*The problem*. Restate word for word the lines beginning with the one that contains "if let Some(data_file)" and ending at the bottom of the records below, both included.

*Recorded data*.

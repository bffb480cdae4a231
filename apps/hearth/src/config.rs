//! # Configuration Loading
//!
//! Builds the [`StoreConfig`] for this process.
//!
//! Precedence, lowest to highest:
//! 1. Built-in defaults
//! 2. TOML file (`--config`, else `HEARTH_CONFIG`, else `./hearth.toml` if present)
//! 3. `HEARTH_DATA_FILE` environment variable
//! 4. `--data` command-line flag (applied by the CLI)
//!
//! ## Example `hearth.toml`
//!
//! ```toml
//! data_file = "/var/lib/hearth/data.json"
//! quarantine_corrupt = true
//!
//! [seed]
//! enabled = true
//! title = "Community Welcome Meetup"
//! stream_link = "https://meet.jit.si/hearth-community"
//! ```

use hearth_core::{HearthError, StoreConfig};
use std::path::{Path, PathBuf};

/// Environment variable naming the config file.
pub const CONFIG_ENV: &str = "HEARTH_CONFIG";

/// Environment variable overriding the data file location.
pub const DATA_FILE_ENV: &str = "HEARTH_DATA_FILE";

/// Config file picked up from the working directory when nothing else is set.
pub const DEFAULT_CONFIG_FILE: &str = "hearth.toml";

/// Parse a TOML config document. Missing keys keep their defaults.
pub fn parse_config(text: &str) -> Result<StoreConfig, HearthError> {
    toml::from_str(text).map_err(|e| HearthError::Config(e.to_string()))
}

/// Read and parse a config file.
pub fn read_config_file(path: &Path) -> Result<StoreConfig, HearthError> {
    let text = std::fs::read_to_string(path)
        .map_err(|e| HearthError::Config(format!("cannot read {}: {}", path.display(), e)))?;
    toml::from_str(&text).map_err(|e| HearthError::Config(format!("{}: {}", path.display(), e)))
}

/// Resolve the configuration using `env` for environment lookups.
///
/// An explicitly named file must exist; the implicit `./hearth.toml` is
/// optional.
pub fn resolve_config(
    explicit: Option<&Path>,
    env: impl Fn(&str) -> Option<String>,
) -> Result<StoreConfig, HearthError> {
    let named = explicit
        .map(Path::to_path_buf)
        .or_else(|| env(CONFIG_ENV).map(PathBuf::from));

    let mut config = match named {
        Some(path) => {
            tracing::debug!(path = %path.display(), "loading config file");
            read_config_file(&path)?
        }
        None if Path::new(DEFAULT_CONFIG_FILE).is_file() => {
            read_config_file(Path::new(DEFAULT_CONFIG_FILE))?
        }
        None => StoreConfig::default(),
    };

    if let Some(data_file) = env(DATA_FILE_ENV).filter(|v| !v.is_empty()) {
        config.data_file = PathBuf::from(data_file);
    }

    Ok(config)
}

/// Resolve the configuration from the process environment.
pub fn load_config(explicit: Option<&Path>) -> Result<StoreConfig, HearthError> {
    resolve_config(explicit, |key| std::env::var(key).ok())
}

*Solution to the exercise*.
    if let Some(data_file) = env(DATA_FILE_ENV).filter(|v| !v.is_empty()) {
        config.data_file = PathBuf::from(data_file);
    }

    Ok(config)
}

/// Resolve the configuration from the process environment.
pub fn load_config(explicit: Option<&Path>) -> Result<StoreConfig, HearthError> {
    resolve_config(explicit, |key| std::env::var(key).ok())
}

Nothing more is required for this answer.